#### WHAT YOU NEED TO DO
Search term "next": copy each line of the records that contains it.

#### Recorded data

impl OpenStackProvider {
    pub fn new(client: OpenStackClient, poll: PollPolicy) -> Self {
        Self { client, poll }
    }

    /// Create from env vars:
    ///
    /// - `M2M_CREDENTIAL_STORE` (path to a JSON file with `OS_*` keys), or
    /// - `OS_AUTH_URL`, `OS_USERNAME`, `OS_PASSWORD`, `OS_PROJECT_NAME`
    ///   (or `OS_TENANT_NAME`), optional domain and region names
    /// - `OPENSTACK_POLL_INTERVAL_SECS` (default: 30)
    /// - `OPENSTACK_POLL_ATTEMPTS` (default: 10)
    pub fn from_env() -> Result<Self> {
        dotenvy::dotenv().ok();

        let credentials = match std::env::var("M2M_CREDENTIAL_STORE") {
            Ok(path) if !path.is_empty() => credentials_from_file(Path::new(&path))?,
            _ => credentials_from_env()?,
        };

        let mut poll = PollPolicy::default();
        if let Some(secs) = std::env::var("OPENSTACK_POLL_INTERVAL_SECS")
            .ok()
            .and_then(|s| s.parse::<u64>().ok())
        {
            poll.interval = Duration::from_secs(secs);
        }
        if let Some(n) = std::env::var("OPENSTACK_POLL_ATTEMPTS")
            .ok()
            .and_then(|s| s.parse::<u32>().ok())
        {
            poll.attempts = n;
        }

        Ok(Self::new(OpenStackClient::new(credentials), poll))
    }

    async fn wait_for<T, F, Fut>(&self, what: &'static str, id: &str, mut probe: F) -> Result<T>
    where
        F: FnMut() -> Fut,
        Fut: Future<Output = Result<Option<T>>>,
    {
        for attempt in 0..self.poll.attempts {
            if let Some(v) = probe().await? {
                return Ok(v);
            }
            debug!(what, id, attempt, "waiting");
            tokio::time::sleep(self.poll.interval).await;
        }
        Err(Error::Timeout {
            what,
            id: id.to_string(),
        })
    }

    async fn wait_volume_available(&self, volume_id: &str) -> Result<()> {
        self.wait_for("volume", volume_id, move || async move {
            let v = self.client.get_volume(volume_id).await?;
            match v.status.as_str() {
                "available" => Ok(Some(())),
                "error" => Err(Error::Provisioning(format!("volume {volume_id} went to error"))),
                _ => Ok(None),
            }
        })
        .await
    }

    async fn create_security_group(&self, spec: &HostSpec, created: &mut Created) -> Result<()> {
        let group = self
            .client
            .create_security_group(&spec.display_name, SECURITY_GROUP_DESCRIPTION)
            .await?;
        created.security_group = Some(group.id.clone());

        let Some(master_name) = &spec.master_sg else {
            return Ok(());
        };
        let master = self.client.find_security_group(master_name).await?;

        for (protocol, ports) in [("tcp", Some((1, 65535))), ("udp", Some((1, 65535))), ("icmp", None)] {
            let rule = SecurityGroupRule {
                security_group_id: group.id.clone(),
                direction: "ingress".into(),
                ethertype: "IPv4".into(),
                protocol: protocol.into(),
                port_range_min: ports.map(|(lo, _)| lo),
                port_range_max: ports.map(|(_, hi)| hi),
                remote_group_id: Some(master.id.clone()),
            };
            self.client.create_security_group_rule(&rule).await?;
        }

        info!(security_group = %group.id, master = %master.id, "openstack: security group created");
        Ok(())
    }

    async fn create_volume(
        &self,
        name: String,
        size: u32,
        image_ref: Option<String>,
        volume_type: Option<String>,
        created: &mut Created,
    ) -> Result<String> {
        let volume = self
            .client
            .create_volume(&CreateVolumeRequest {
                name,
                size,
                image_ref,
                volume_type,
            })
            .await?;
        created.volumes.push(volume.id.clone());
        self.wait_volume_available(&volume.id).await?;
        Ok(volume.id)
    }

    async fn allocate_public_ip(&self, server_id: &str) -> Result<String> {
        let ip = match self.client.list_unassigned_floating_ips().await?.into_iter().next() {
            Some(ip) => ip,
            None => {
                debug!("no free floating IPs left, allocating one");
                let net = self.client.external_network().await?;
                self.client.create_floating_ip(&net.id).await?
            }
        };

        let port = self
            .client
            .list_server_ports(server_id)
            .await?
            .into_iter()
            .next()
            .ok_or_else(|| Error::Provisioning(format!("server {server_id} has no ports")))?;

        let ip = self.client.associate_floating_ip(&ip.id, &port.id).await?;
        Ok(ip.floating_ip_address)
    }

    async fn provision_steps(&self, spec: &HostSpec, created: &mut Created) -> Result<ProvisionedHost> {
        let image = self.client.find_image(&spec.image).await?;
        let flavor = self.client.find_flavor(&spec.flavor).await?;

        self.client
            .create_keypair(&spec.display_name, &spec.public_key)
            .await?;
        created.keypair = Some(spec.display_name.clone());

        self.create_security_group(spec, created).await?;

        let root_volume = if spec.root_volume_size > 0 {
            let name = format!("{}-root", spec.display_name);
            Some(
                self.create_volume(name, spec.root_volume_size, Some(image.id.clone()), None, created)
                    .await?,
            )
        } else {
            None
        };

        let data_volume = if spec.data_volume_size > 0 {
            let name = format!("{}-data", spec.display_name);
            Some(
                self.create_volume(
                    name,
                    spec.data_volume_size,
                    None,
                    spec.data_volume_type.clone(),
                    created,
                )
                .await?,
            )
        } else {
            None
        };

        let mut security_groups = vec![SecurityGroupRef {
            name: spec.display_name.clone(),
        }];
        security_groups.extend(spec.extra_sgs.iter().map(|name| SecurityGroupRef { name: name.clone() }));

        let block_device_mapping_v2 = root_volume
            .iter()
            .map(|id| BlockDeviceMapping {
                boot_index: 0,
                uuid: id.clone(),
                source_type: "volume".into(),
                destination_type: "volume".into(),
                delete_on_termination: true,
            })
            .collect::<Vec<_>>();

        let server = self
            .client
            .create_server(&CreateServerRequest {
                name: spec.display_name.clone(),
                image_ref: root_volume.is_none().then(|| image.id.clone()),
                flavor_ref: flavor.id,
                key_name: spec.display_name.clone(),
                security_groups,
                networks: match &spec.network {
                    NetworkChoice::Auto => Networks::Auto,
                    NetworkChoice::Id(id) => Networks::Id(id.clone()),
                },
                block_device_mapping_v2,
                user_data: None,
            })
            .await?;
        created.server = Some(server.id.clone());
        info!(server_id = %server.id, name = %spec.display_name, "openstack: server created");

        let server_id = server.id.as_str();
        let private_ip = self
            .wait_for("server", server_id, move || async move {
                let s = self.client.get_server(server_id).await?;
                if s.is_error() {
                    return Err(Error::Provisioning(format!("server {} went to ERROR", s.id)));
                }
                Ok(s.is_active().then(|| s.fixed_ipv4().map(str::to_string)).flatten())
            })
            .await?;

        let public_ip = if spec.allocate_public_ip {
            Some(self.allocate_public_ip(&server.id).await?)
        } else {
            None
        };

        if let Some(volume_id) = &data_volume {
            debug!(server_id = %server.id, volume_id, "openstack: attaching data volume");
            self.client.attach_volume(&server.id, volume_id).await?;
        }

        // The key is only needed at boot.
        if let Err(e) = self.client.delete_keypair(&spec.display_name).await {
            warn!(error = %e, "openstack: could not remove boot keypair");
        }
        created.keypair = None;

        Ok(ProvisionedHost {
            server_id: ServerId(server.id),
            address_data: AddressData { private_ip, public_ip },
        })
    }

    /// Best-effort removal of partially created resources, newest first.
    async fn revert(&self, created: &Created) {
        if let Some(id) = &created.server {
            if let Err(e) = self.client.delete_server(id).await {
                warn!(server_id = %id, error = %e, "revert: deleting server failed");
            } else {
                let gone = self
                    .wait_for("server deletion", id, move || async move {
                        match self.client.get_server(id).await {
                            Err(e) if e.is_not_found() => Ok(Some(())),
                            Err(e) => Err(e.into()),
                            Ok(_) => Ok(None),
                        }
                    })
                    .await;
                if let Err(e) = gone {
                    warn!(server_id = %id, error = %e, "revert: server still present");
                }
            }
        }
        for id in created.volumes.iter().rev() {
            if let Err(e) = self.client.delete_volume(id).await {
                warn!(volume_id = %id, error = %e, "revert: deleting volume failed");
            }
        }
        if let Some(id) = &created.security_group {
            if let Err(e) = self.client.delete_security_group(id).await {
                warn!(security_group = %id, error = %e, "revert: deleting security group failed");
            }
        }
        if let Some(name) = &created.keypair {
            if let Err(e) = self.client.delete_keypair(name).await {
                warn!(keypair = %name, error = %e, "revert: deleting keypair failed");
            }
        }
    }
}
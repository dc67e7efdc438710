use std::sync::Arc;
use std::time::Duration;

use nb_driver::PoolDriver;

/// Spawn the background housekeeping loop.
pub fn spawn_housekeeper(driver: Arc<PoolDriver>, interval_secs: u64) {
    tokio::spawn(async move {
        let mut interval = tokio::time::interval(Duration::from_secs(interval_secs));
        interval.set_missed_tick_behavior(tokio::time::MissedTickBehavior::Delay);
        loop {
            interval.tick().await;
            match driver.housekeep().await {
                Ok(Some(action)) => tracing::debug!(?action, "housekeeping tick"),
                Ok(None) => tracing::debug!("housekeeping tick skipped"),
                Err(e) => tracing::error!(error = %e, "housekeeping tick failed"),
            }
        }
    });
}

#### WRITTEN RESPONSE
        let ip = match self.client.list_unassigned_floating_ips().await?.into_iter().next() {
            .next()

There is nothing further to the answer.